The number of RFCs by discussion participants. The number of RFCs by discussion participants per year. The share of RFCs by discussion participants per year. The number of RFCs by discussion participants per quarter.

The participation of people in writing RFC in the breakdown by people

  • By analogy with the first graphs, A is me.
  • Most of the team members wrote nearly the same amount of RFCs, except me :-)
The number of RFCs per authors per year. The share of RFCs per authors per year.

Participants in discussions in the breakdown by people

  • By analogy with the first graphs, A is me.
  • In the second year, there were less RFCs, but everyone was more involved in their discussion.
  • You may notice that there are significant changes in the team and the project.
The number of RFCs per discussions participants. The share of RFCs per discussions participants.


The introduction of RFC was a big experiment for me. I knew that the practice would work for me personally and that, in theory, thinking through writing should work for everyone. But there was no certainty that the team would accept the practice and that the results would be positive.

In fact, it was a leap of faith for me.

In my opinion, the experiment was successful:

  • The team accepted the practice: everyone wrote and discussed RFCs.
  • Knowledge sharing is working.
  • Fast feedback is working.
  • Asynchronous discussions are working.

Unexpectedly, the statistics on RFCs well reflect the state of the team and the project, their dynamics.
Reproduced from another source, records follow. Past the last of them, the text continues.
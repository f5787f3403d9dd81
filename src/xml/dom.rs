//! Owned element tree over a quick-xml event stream.
//!
//! The extractor contract needs first-matching-descendant lookups from
//! arbitrary nodes, so the event stream is materialized into a small tree
//! once per document instead of being replayed per field. Namespace
//! prefixes are stripped; NFe documents address elements by local name.

use quick_xml::Reader;
use quick_xml::events::{BytesStart, Event};

use crate::core::FiscalError;

/// One XML element: local name, attributes, accumulated text, children.
#[derive(Debug, Clone)]
pub struct Element {
    name: String,
    attributes: Vec<(String, String)>,
    text: String,
    children: Vec<Element>,
}

impl Element {
    /// Local (prefix-stripped) element name.
    pub fn name(&self) -> &str {
        &self.name
    }

    /// Attribute value by local name.
    pub fn attribute(&self, name: &str) -> Option<&str> {
        self.attributes
            .iter()
            .find(|(k, _)| k == name)
            .map(|(_, v)| v.as_str())
    }

    /// Trimmed text content of this element, or `None` when empty.
    pub fn text(&self) -> Option<&str> {
        let t = self.text.trim();
        (!t.is_empty()).then_some(t)
    }

    /// Direct children in document order.
    pub fn children(&self) -> &[Element] {
        &self.children
    }

    /// First descendant (depth-first, document order) with the given
    /// local name. The element itself is not considered.
    pub fn descendant(&self, tag: &str) -> Option<&Element> {
        for child in &self.children {
            if child.name == tag {
                return Some(child);
            }
            if let Some(found) = child.descendant(tag) {
                return Some(found);
            }
        }
        None
    }

    /// Every descendant with the given local name, document order.
    pub fn descendants<'a>(&'a self, tag: &str, out: &mut Vec<&'a Element>) {
        for child in &self.children {
            if child.name == tag {
                out.push(child);
            }
            child.descendants(tag, out);
        }
    }
}

/// A parsed document.
#[derive(Debug, Clone)]
pub struct XmlTree {
    root: Element,
}

impl XmlTree {
    /// Build a tree from an XML string. Malformed input (reader errors,
    /// unclosed elements, no root) fails with [`FiscalError::Parse`].
    pub fn parse(xml: &str) -> Result<Self, FiscalError> {
        let mut reader = Reader::from_str(xml);
        reader.config_mut().trim_text(true);

        let mut stack: Vec<Element> = Vec::new();
        let mut root: Option<Element> = None;

        loop {
            match reader.read_event() {
                Ok(Event::Start(ref e)) => stack.push(element_from(e)?),
                Ok(Event::Empty(ref e)) => {
                    let el = element_from(e)?;
                    attach(&mut stack, &mut root, el)?;
                }
                Ok(Event::Text(ref t)) => {
                    if let Some(top) = stack.last_mut() {
                        let text = t
                            .unescape()
                            .map_err(|e| FiscalError::Parse(e.to_string()))?;
                        top.text.push_str(&text);
                    }
                }
                Ok(Event::CData(ref c)) => {
                    if let Some(top) = stack.last_mut() {
                        top.text.push_str(&String::from_utf8_lossy(c));
                    }
                }
                Ok(Event::End(_)) => {
                    let el = stack
                        .pop()
                        .ok_or_else(|| FiscalError::Parse("unbalanced end tag".into()))?;
                    attach(&mut stack, &mut root, el)?;
                }
                Ok(Event::Eof) => break,
                Ok(_) => {} // declaration, comments, PIs, doctype
                Err(e) => return Err(FiscalError::Parse(e.to_string())),
            }
        }

        if !stack.is_empty() {
            return Err(FiscalError::Parse("unexpected end of document".into()));
        }
        match root {
            Some(root) => Ok(Self { root }),
            None => Err(FiscalError::Parse("no root element".into())),
        }
    }

    /// The document root.
    pub fn root(&self) -> &Element {
        &self.root
    }

    /// First element with the given local name, root included.
    pub fn descendant(&self, tag: &str) -> Option<&Element> {
        if self.root.name == tag {
            return Some(&self.root);
        }
        self.root.descendant(tag)
    }
}

fn attach(
    stack: &mut [Element],
    root: &mut Option<Element>,
    el: Element,
) -> Result<(), FiscalError> {
    if let Some(parent) = stack.last_mut() {
        parent.children.push(el);
        Ok(())
    } else if root.is_none() {
        *root = Some(el);
        Ok(())
    } else {
        Err(FiscalError::Parse("multiple root elements".into()))
    }
}

fn element_from(start: &BytesStart<'_>) -> Result<Element, FiscalError> {
    let name = local_name(
        std::str::from_utf8(start.name().as_ref())
            .map_err(|e| FiscalError::Parse(e.to_string()))?,
    );
    let mut attributes = Vec::new();
    for attr in start.attributes().flatten() {
        let key = local_name(std::str::from_utf8(attr.key.as_ref()).unwrap_or(""));
        let value = attr
            .unescape_value()
            .map_err(|e| FiscalError::Parse(e.to_string()))?
            .into_owned();
        attributes.push((key, value));
    }
    Ok(Element {
        name,
        attributes,
        text: String::new(),
        children: Vec::new(),
    })
}

fn local_name(qname: &str) -> String {
    qname.rsplit(':').next().unwrap_or(qname).to_string()
}

#[cfg(test)]
mod tests {
    use super::*;

    #[test]
    fn builds_tree_and_finds_descendants() {
        let tree = XmlTree::parse("<a><b><c>x</c></b><c>y</c></a>").unwrap();
        assert_eq!(tree.root().name(), "a");
        // Depth-first: the nested <c> comes before the sibling one.
        assert_eq!(tree.descendant("c").unwrap().text(), Some("x"));
        let mut all = Vec::new();
        tree.root().descendants("c", &mut all);
        assert_eq!(all.len(), 2);
        assert_eq!(all[1].text(), Some("y"));
    }

    #[test]
    fn strips_namespace_prefixes() {
        let tree =
            XmlTree::parse(r#"<ns:doc xmlns:ns="urn:x"><ns:item ns:id="7">v</ns:item></ns:doc>"#)
                .unwrap();
        let item = tree.descendant("item").unwrap();
        assert_eq!(item.attribute("id"), Some("7"));
        assert_eq!(item.text(), Some("v"));
    }

    #[test]
    fn unclosed_element_is_a_parse_error() {
        let err = XmlTree::parse("<NFe><infNFe>").unwrap_err();
        assert!(matches!(err, FiscalError::Parse(_)));
    }

    #[test]
    fn empty_input_is_a_parse_error() {
        assert!(matches!(
            XmlTree::parse("   ").unwrap_err(),
            FiscalError::Parse(_)
        ));
    }

    #[test]
    fn self_closing_elements_attach() {
        let tree = XmlTree::parse(r#"<a><b v="1"/></a>"#).unwrap();
        assert_eq!(tree.descendant("b").unwrap().attribute("v"), Some("1"));
    }
}
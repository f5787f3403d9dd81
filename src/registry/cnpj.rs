//! CNPJ registry client.

use serde::{Deserialize, Serialize};
use serde_json::Value;
use tracing::debug;

use crate::core::{is_valid_cnpj, sanitize_digits};

use super::probe::probe_str;
use super::{LookupError, status_error};

/// Normalized company record assembled from whichever provider shape
/// came back.
#[derive(Debug, Clone, Default, PartialEq, Eq, Serialize, Deserialize)]
pub struct CnpjRecord {
    pub cnpj: String,
    /// Razão social.
    pub legal_name: Option<String>,
    /// Nome fantasia.
    pub trade_name: Option<String>,
    /// Situação cadastral.
    pub status: Option<String>,
    /// Data da situação cadastral.
    pub status_date: Option<String>,
    /// Início de atividade.
    pub opened_at: Option<String>,
    pub municipality: Option<String>,
    pub state: Option<String>,
    /// Inscrição estadual.
    pub state_registration: Option<String>,
    /// Regime tributário.
    pub tax_regime: Option<String>,
}

impl CnpjRecord {
    /// Assemble a record from provider JSON by probing the known shape
    /// variants for each field.
    pub fn from_value(cnpj: &str, value: &Value) -> Self {
        Self {
            cnpj: cnpj.to_string(),
            legal_name: probe_str(value, &["razao_social", "nome", "name", "company.name"]),
            trade_name: probe_str(
                value,
                &[
                    "estabelecimento.nome_fantasia",
                    "fantasia",
                    "nome_fantasia",
                    "trade_name",
                    "alias",
                ],
            ),
            status: probe_str(
                value,
                &[
                    "estabelecimento.situacao_cadastral",
                    "situacao",
                    "status",
                    "descricao_situacao_cadastral",
                ],
            ),
            status_date: probe_str(
                value,
                &[
                    "estabelecimento.data_situacao_cadastral",
                    "data_situacao",
                    "situacao_data",
                ],
            ),
            opened_at: probe_str(
                value,
                &[
                    "estabelecimento.data_inicio_atividade",
                    "abertura",
                    "data_abertura",
                    "founded",
                ],
            ),
            municipality: probe_str(
                value,
                &[
                    "estabelecimento.cidade",
                    "municipio",
                    "cidade",
                    "city",
                    "address.city",
                ],
            ),
            state: probe_str(
                value,
                &[
                    "estabelecimento.estado",
                    "estabelecimento.uf",
                    "uf",
                    "estado",
                    "state",
                ],
            ),
            state_registration: probe_str(
                value,
                &[
                    "estabelecimento.inscricao_estadual",
                    "inscricao_estadual",
                    "inscricoes_estaduais.0.inscricao_estadual",
                ],
            ),
            tax_regime: probe_str(
                value,
                &[
                    "regime_tributario",
                    "estabelecimento.regime_tributario",
                    "simples.situacao",
                ],
            ),
        }
    }
}

/// Look up a CNPJ against a registry provider.
///
/// The identifier is validated (14 digits + check digits) before any
/// network I/O; a malformed CNPJ is a [`LookupError::InvalidIdentifier`],
/// reported distinctly from provider failures.
pub async fn fetch_cnpj(base_url: &str, cnpj: &str) -> Result<CnpjRecord, LookupError> {
    let digits = sanitize_digits(cnpj);
    if !is_valid_cnpj(&digits) {
        return Err(LookupError::InvalidIdentifier(format!(
            "'{cnpj}' is not a valid CNPJ"
        )));
    }

    let url = format!("{}/{digits}", base_url.trim_end_matches('/'));
    debug!(%url, "CNPJ lookup");

    let client = reqwest::Client::builder()
        .timeout(std::time::Duration::from_secs(15))
        .build()
        .map_err(|e| LookupError::Network(e.to_string()))?;

    let resp = client
        .get(&url)
        .send()
        .await
        .map_err(|e| LookupError::Network(e.to_string()))?;

    let status = resp.status();
    if !status.is_success() {
        return Err(status_error(status.as_u16()));
    }

    let value: Value = resp
        .json()
        .await
        .map_err(|e| LookupError::Decode(e.to_string()))?;
    Ok(CnpjRecord::from_value(&digits, &value))
}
Next time, I will make it a metric of the team's health.

But their is a question: how will the practice continue without me? Since I was the lead, I often initiated the writing of RFCs, in the spirit of "this question is too complex for an oral discussion, let's prepare an RFC". Therefore, it is not clear whether the team will write RFCs without my push. In a year, I will catch someone and ask how things are going. Or I may ask for temporary access to the texts.